There were the younger Unspeakables, of course, but several of them were just people better avoided -- Zeller (Barty was not fond of him, but he was better than some of the others; at least he did his job properly), Yaxley (Ben's grandson, interestingly enough, and one of the good ones), Goldstein (Barty had taught her parents during the school year he'd spent as Moody; he'd been one of the ones recommending her biological father for Prefect-dom following a rather impressive incident when the boy had demanded to know why it was necessary to watch the Unforgivables being performed; but Barty was less than fond of that one; she borderline flirted with Sirius Black, and she'd probably caught whatever brain parasite he had), Entwhistle (her parents had been rather unmemorable, beyond being Ted and Andromeda, mark 2), Zabini (the only one Barty took express pains to avoid; really, even if he wasn't his family's heir, the boy failed miserably at acting like he had any self-respect, let alone a proper, Pureblood upbringing... then again, though, his parents had named him Artemis. It wasn't quite "Bartemius Hallam, Junior," but it was up there with "Albus Severus" on the list of "entirely unfortunate names that no child should ever have needed to be subjected to"). --
...But Kshathra was slowly getting Barty off the potions, which made it hard to sleep, which wasn't in the slightest helping the fact that, increasingly, Barty found his thoughts in utter disarray. So far, he hadn't tried to stab himself in the hand with a broken test tube (nor did he want to; that, it seemed, would have been an exceptionally stupid idea), but he had intermittent flashed of hot and cold, without the ability to maintain some constant body temperature; sometimes, his thoughts raced, and sometimes, there was nothing he could think aside from blank space, and sometimes, they weren't racing as much as they were just irritatingly incomplete and, when he tried, he could never bring them to a close, even after trying to chase them for ten minutes.

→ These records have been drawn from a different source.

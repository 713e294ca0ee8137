// src/utils/logging.rs
//! Logging configuration and utilities
//!
//! Uses `env_logger` under the hood with custom formatting and filtering.

use env_logger::{Builder, Target};
use log::LevelFilter;
use std::env;

/// Initializes the logging subsystem with sensible defaults
///
/// # Configuration
/// - Logs to stdout
/// - Default log level: Info
/// - Custom timestamp and source location formatting
/// - Respects `RUST_LOG` environment variable if set
pub fn init_logging() {
    let mut builder = common_log_config();

    if env::var("RUST_LOG").is_err() {
        builder.filter_level(LevelFilter::Info);
    } else {
        builder.parse_env("RUST_LOG");
    }

    builder.init();
}

/// Creates and configures a base logger builder with common settings
///
/// Format: `[<epoch seconds> <level> <module>:<line>] <message>`, to stdout.
fn common_log_config() -> Builder {
    let mut builder = Builder::new();

    builder
        .format(|buf, record| {
            use std::io::Write;
            let ts = buf.timestamp_seconds();
            let level = record.level();
            let module = record.module_path().unwrap_or_default();
            let line = record.line().unwrap_or(0);

            writeln!(
                buf,
                "[{} {} {}:{}] {}",
                ts,
                level,
                module,
                line,
                record.args()
            )
        })
        .target(Target::Stdout);

    builder
}
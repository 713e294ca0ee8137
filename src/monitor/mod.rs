// src/monitor/mod.rs
//! Host resource monitoring
//!
//! Stateless sampling of CPU, memory, temperature and uptime for the
//! dashboard. A snapshot is recomputed on every read and never fails; a
//! missing thermal sensor degrades to a sentinel value.

/// Resource sampling implementation
pub mod sampler;

pub use sampler::{ResourceSnapshot, SystemSampler};
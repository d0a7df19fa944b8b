use std::collections::HashSet;
use unicode_segmentation::UnicodeSegmentation;
use crate::analysis::token::{Token, TokenKind};
use crate::core::config::ConfigurationSet;

/// Reserved private-use code points prepended/appended to indexed text so
/// that n-grams at string edges carry a boundary signal.
pub const START_PAD: char = '\u{E000}';
pub const STOP_PAD: char = '\u{E001}';

pub struct TokenizeOutput {
    pub ngrams: Vec<Token>,
    pub words: Vec<Token>,
}

/// Produces character n-grams and whole-word tokens from already-normalized
/// text, honoring padding and field-continuation semantics.
pub struct Tokenizer {
    index_sizes: Vec<usize>,
    start_pad_size: usize,
    stop_pad_size: usize,
    delimiters: HashSet<char>,
    high_resolution_mode: bool,
    suppress_duplicate_tokens: bool,
}

impl Tokenizer {
    pub fn from_config(config: &ConfigurationSet) -> Self {
        Tokenizer {
            index_sizes: config.index_sizes.clone(),
            start_pad_size: config.start_pad_size,
            stop_pad_size: config.stop_pad_size,
            delimiters: config.tokenizer.delimiters.iter().copied().collect(),
            high_resolution_mode: config.tokenizer.high_resolution_mode,
            suppress_duplicate_tokens: config.tokenizer.suppress_duplicate_tokens,
        }
    }

    fn min_word_size(&self) -> usize {
        self.index_sizes.first().copied().unwrap_or(2)
    }

    /// `is_continuation` marks a segment with `SegmentNumber > 0`, which
    /// omits start padding. `search_pass` gates the high-resolution joined
    /// pass, which only runs at query time.
    pub fn tokenize(&self, normalized_text: &str, is_continuation: bool, search_pass: bool) -> TokenizeOutput {
        let mut padded = String::new();
        if !is_continuation {
            for _ in 0..self.start_pad_size {
                padded.push(START_PAD);
            }
        }
        padded.push_str(normalized_text);
        for _ in 0..self.stop_pad_size {
            padded.push(STOP_PAD);
        }

        let chars: Vec<char> = padded.chars().collect();
        let mut ngrams = self.extract_ngrams(&chars);
        let words = self.extract_words(&chars);

        if self.high_resolution_mode && search_pass {
            ngrams.extend(self.joined_ngrams(normalized_text));
        }

        if self.suppress_duplicate_tokens {
            let mut seen = HashSet::new();
            ngrams.retain(|t| seen.insert(t.text.clone()));
        }

        TokenizeOutput { ngrams, words }
    }

    fn extract_ngrams(&self, chars: &[char]) -> Vec<Token> {
        let mut ngrams = Vec::new();
        for &n in &self.index_sizes {
            if n == 0 || chars.len() < n {
                continue;
            }
            for start in 0..=chars.len() - n {
                let slice = &chars[start..start + n];
                if slice.iter().all(|c| *c == START_PAD || *c == STOP_PAD) {
                    continue;
                }
                let text: String = slice.iter().collect();
                ngrams.push(Token::new(text, start as u32, TokenKind::NGram(n)));
            }
        }
        ngrams
    }

    fn extract_words(&self, chars: &[char]) -> Vec<Token> {
        let min_len = self.min_word_size();
        let mut words = Vec::new();
        let mut word_start: Option<usize> = None;

        let mut flush = |start: usize, end: usize, words: &mut Vec<Token>| {
            let word: String = chars[start..end].iter().collect();
            if word.chars().count() >= min_len {
                words.push(Token::new(word, start as u32, TokenKind::Word));
            }
        };

        for (i, &c) in chars.iter().enumerate() {
            let is_boundary = c == START_PAD || c == STOP_PAD || c.is_whitespace() || self.delimiters.contains(&c);
            if is_boundary {
                if let Some(start) = word_start.take() {
                    flush(start, i, &mut words);
                }
            } else if word_start.is_none() {
                word_start = Some(i);
            }
        }
        if let Some(start) = word_start {
            flush(start, chars.len(), &mut words);
        }

        words
    }

    /// Second tokenization pass over delimiter-stripped text, producing
    /// n-grams that span what were originally separate words (e.g. so
    /// "fire fly" and "firefly" share shingles).
    fn joined_ngrams(&self, normalized_text: &str) -> Vec<Token> {
        let joined: Vec<char> = normalized_text
            .chars()
            .filter(|c| !c.is_whitespace() && !self.delimiters.contains(c))
            .collect();

        let mut ngrams = Vec::new();
        for &n in &self.index_sizes {
            if joined.len() < n {
                continue;
            }
            for start in 0..=joined.len() - n {
                let text: String = joined[start..start + n].iter().collect();
                ngrams.push(Token::new(text, start as u32, TokenKind::NGram(n)));
            }
        }
        ngrams
    }

    /// Case-insensitive set of whole words at least `min_word_size` long,
    /// used by the coverage scorer rather than the inverted index. Word
    /// boundaries come from Unicode's word-segmentation algorithm rather
    /// than a manual delimiter scan, so multi-script and combining-mark
    /// text segments the same way a human reader would; the configured
    /// delimiter set still gets a pass in case it adds characters (e.g.
    /// `_`) that Unicode itself treats as part of a word.
    pub fn word_tokens_for_coverage(&self, text: &str, min_word_size: usize) -> Vec<String> {
        let lowered = text.to_lowercase();
        lowered
            .unicode_words()
            .flat_map(|word| word.split(|c: char| self.delimiters.contains(&c)))
            .filter(|word| word.chars().count() >= min_word_size)
            .map(|word| word.to_string())
            .collect()
    }
}

#[cfg(test)]
mod tests {
    use super::*;

    fn tokenizer() -> Tokenizer {
        Tokenizer::from_config(&ConfigurationSet::default())
    }

    #[test]
    fn ngrams_drop_pure_padding_windows() {
        let out = tokenizer().tokenize("ab", false, false);
        assert!(out.ngrams.iter().all(|t| !t.text.chars().all(|c| c == START_PAD || c == STOP_PAD)));
    }

    #[test]
    fn whole_words_respect_minimum_length() {
        let out = tokenizer().tokenize("a bb ccc", false, false);
        assert!(out.words.iter().all(|t| t.text.len() >= 2));
    }

    #[test]
    fn continuation_segments_omit_start_padding() {
        let tok = tokenizer();
        let continuation = tok.tokenize("dragon", true, false);
        let first = tok.tokenize("dragon", false, false);
        assert!(continuation.ngrams.len() <= first.ngrams.len());
    }
}
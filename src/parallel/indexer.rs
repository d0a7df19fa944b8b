use std::collections::{HashMap, HashSet};
use std::sync::Arc;
use std::sync::atomic::{AtomicUsize, Ordering};
use rayon::prelude::*;
use crate::analysis::tokenizer::Tokenizer;
use crate::core::cancellation::CancellationToken;
use crate::core::config::ConfigurationSet;
use crate::core::document::{Document, FieldBoundary, FIELD_DELIMITER};
use crate::core::types::DocId;
use crate::index::inverted::InvertedIndex;

/// One document's tokenization output: n-gram occurrences ready to feed
/// `InvertedIndex::first_cycle_add`, plus the distinct whole words that
/// populate the word-matcher vocabulary. Tokenization touches no shared
/// state, so a batch's fragments can be built concurrently; only the
/// merge into the shared index needs the writer's exclusive lock.
struct DocumentFragment {
    doc_id: DocId,
    ngram_occurrences: Vec<(String, f32)>,
    words: Vec<String>,
}

/// Chunk-and-merge parallel document indexer: tokenizes a batch across
/// worker threads, then merges each document's fragment into the shared
/// `InvertedIndex` sequentially (document id order matters to
/// `first_cycle_add`'s same-doc accumulation check). Mirrors the
/// reference engine's `ParallelIndexer::index_batch` chunking pattern.
pub struct ParallelIndexer {
    pub workers: usize,
    pub batch_size: usize,
    pub progress: Arc<AtomicUsize>,
}

impl ParallelIndexer {
    pub fn new(workers: usize) -> Self {
        ParallelIndexer {
            workers: workers.max(1),
            batch_size: 1000,
            progress: Arc::new(AtomicUsize::new(0)),
        }
    }

    pub fn progress(&self) -> usize {
        self.progress.load(Ordering::Relaxed)
    }

    /// Tokenizes and merges `documents` into `index`, populating
    /// `vocabulary` with each document's distinct whole words for the
    /// word matcher. Returns `false` if cancellation was observed before
    /// the batch finished; already-merged postings are left in place per
    /// the documented cancellation semantics (the caller marks the engine
    /// not-indexed).
    pub fn index_batch(
        &self,
        documents: &mut [Document],
        config: &ConfigurationSet,
        index: &mut InvertedIndex,
        vocabulary: &mut HashMap<String, Vec<DocId>>,
        cancellation: &CancellationToken,
    ) -> bool {
        self.progress.store(0, Ordering::Relaxed);
        let total = documents.len();
        let tokenizer = Tokenizer::from_config(config);
        let pool = rayon::ThreadPoolBuilder::new().num_threads(self.workers).build();

        for chunk in documents.chunks_mut(self.batch_size) {
            if cancellation.is_cancelled() {
                return false;
            }

            let fragments: Vec<DocumentFragment> = match &pool {
                Ok(pool) => pool.install(|| Self::build_fragments(chunk, &tokenizer, config)),
                Err(_) => Self::build_fragments(chunk, &tokenizer, config),
            };

            for fragment in fragments {
                for (term, weight) in &fragment.ngram_occurrences {
                    index.first_cycle_add(term, fragment.doc_id, *weight, config.tokenizer.suppress_duplicate_tokens);
                }
                for word in fragment.words {
                    vocabulary.entry(word).or_default().push(fragment.doc_id);
                }
                index.register_document();

                let done = self.progress.fetch_add(1, Ordering::Relaxed) + 1;
                if done % 1000 == 0 {
                    eprintln!("indexing progress: {done}/{total} documents");
                }
                if done % 100 == 0 && cancellation.is_cancelled() {
                    return false;
                }
            }
        }

        true
    }

    fn build_fragments(chunk: &mut [Document], tokenizer: &Tokenizer, config: &ConfigurationSet) -> Vec<DocumentFragment> {
        chunk
            .par_iter_mut()
            .map(|doc| Self::build_fragment(doc, tokenizer, config))
            .collect()
    }

    fn build_fragment(doc: &mut Document, tokenizer: &Tokenizer, config: &ConfigurationSet) -> DocumentFragment {
        let (text, boundaries) = doc.fields.concatenate_for_indexing(FIELD_DELIMITER, &config.field_weights);
        let truncated: String = text.chars().take(config.max_index_text_length).collect();
        doc.indexed_text = truncated.clone();

        let is_continuation = doc.segment_number > 0;
        let start_pad_offset = if is_continuation { 0 } else { config.start_pad_size as u32 };
        let out = tokenizer.tokenize(&truncated, is_continuation, false);

        let mut ngram_occurrences = Vec::with_capacity(out.ngrams.len());
        for token in &out.ngrams {
            let text_position = token.position.saturating_sub(start_pad_offset);
            let weight = weight_at_position(&boundaries, text_position);
            ngram_occurrences.push((token.text.clone(), weight));
        }

        let mut seen = HashSet::new();
        let mut words = Vec::new();
        for token in &out.words {
            let lowered = token.text.to_lowercase();
            if seen.insert(lowered.clone()) {
                words.push(lowered);
            }
        }

        DocumentFragment { doc_id: doc.id, ngram_occurrences, words }
    }
}

/// The weight in force at `position`: the last field boundary at or before
/// it, defaulting to 1.0 for text preceding any recorded boundary (should
/// not happen for non-empty documents, but keeps this total).
fn weight_at_position(boundaries: &[FieldBoundary], position: u32) -> f32 {
    boundaries
        .iter()
        .rev()
        .find(|b| b.position as u32 <= position)
        .map(|b| b.weight)
        .unwrap_or(1.0)
}

#[cfg(test)]
mod tests {
    use super::*;
    use crate::core::document::{DocumentFields, Field};
    use crate::core::types::DocumentKey;

    fn doc(key: i64, id: DocId, text: &str) -> Document {
        let mut fields = DocumentFields::new();
        fields.insert("body", Field::text(text));
        Document::new(DocumentKey(key), id, fields)
    }

    #[test]
    fn batch_indexing_populates_postings_and_vocabulary() {
        let config = ConfigurationSet::default();
        let indexer = ParallelIndexer::new(2);
        let mut docs = vec![doc(1, 0, "fantasy novel"), doc(2, 1, "horror story")];
        let mut index = InvertedIndex::new(config.stop_term_limit);
        let mut vocabulary = HashMap::new();
        let cancellation = CancellationToken::new();

        let completed = indexer.index_batch(&mut docs, &config, &mut index, &mut vocabulary, &cancellation);
        assert!(completed);
        assert_eq!(index.doc_count, 2);
        assert!(vocabulary.contains_key("fantasy"));
        assert!(vocabulary.contains_key("horror"));
        assert!(!docs[0].indexed_text.is_empty());
    }

    #[test]
    fn cancellation_observed_between_chunks_stops_the_batch() {
        let config = ConfigurationSet::default();
        let indexer = ParallelIndexer::new(1);
        let mut docs = vec![doc(1, 0, "fantasy novel")];
        let mut index = InvertedIndex::new(config.stop_term_limit);
        let mut vocabulary = HashMap::new();
        let cancellation = CancellationToken::new();
        cancellation.cancel();

        let completed = indexer.index_batch(&mut docs, &config, &mut index, &mut vocabulary, &cancellation);
        assert!(!completed);
    }
}
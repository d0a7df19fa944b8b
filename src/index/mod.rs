pub mod term;
pub mod inverted;
pub mod score_array;
pub mod vector_retrieval;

But the worst part, though, was that he was finding it exceedingly difficult to sleep. For the past few nights, he'd at least managed three to four hours, but, when you were used to getting between seven and nine hours, only finding three to four was rather akin to pointing a wand at your own head and casting the Cruciatus. Not nearly as physically painful, no, but between the bodily exhaustion, the increasing mental disorganisation, the difficulty staying awake during the day and the trouble it was to make anything positive out of the accidental naps he wound up taking, the snapping emotions -- how he'd ever managed it on less sleep than this was a true mystery.
Well, to be fair, there were times that he hadn't really managed. Severus could attest to that and, had they been alive, Regulus, Demetrius, and Antonin could have as well.
The last of the four was the most recent source of interest. For all the hours that Barty hadn't spent sleeping, he'd been trying to read and had found himself constantly looking up from the book and back over his shoulder; either he saw something, or he thought he did, or, sometimes, he just felt like something was behind him. There was never anything there, though. For every flash of something that he thought he saw, all he got for checking was momentary nausea, a brief headache, and an increased heart rate that took forever to get calm again -- like he hadn't gotten an increased heart rate enough from simply being off the potions; that much, he knew would even itself out after a while.
This, too, Barty was fairly certain fell under the heading "potions withdrawal, interesting side effects of," but with all the ghosts floating around anymore, one couldn't be sure, and, for all he knew that the mentor in question was liable not to be pleased with where things were, at present, Barty couldn't help but wish that he had been actually in the room, rather than what he most likely was: a projection of Barty's addled little brain.
There was something to be said, though, for mixed hope and, one of his healing texts opened to the section on cardiac disorders, Barty turned from his bookshelf and faced his likely hallucination -- short, greying, well dressed, unassuming and presumably not in the least bit dangerous (which Barty knew very well to be an incorrect presumption)...
"Antonin," Barty said cautiously, biting gently on his lower lip. This was either very good or very bad, but it was too soon to tell and, unfortunately, was not likely to simply go away because Barty half-heartedly wished it that would.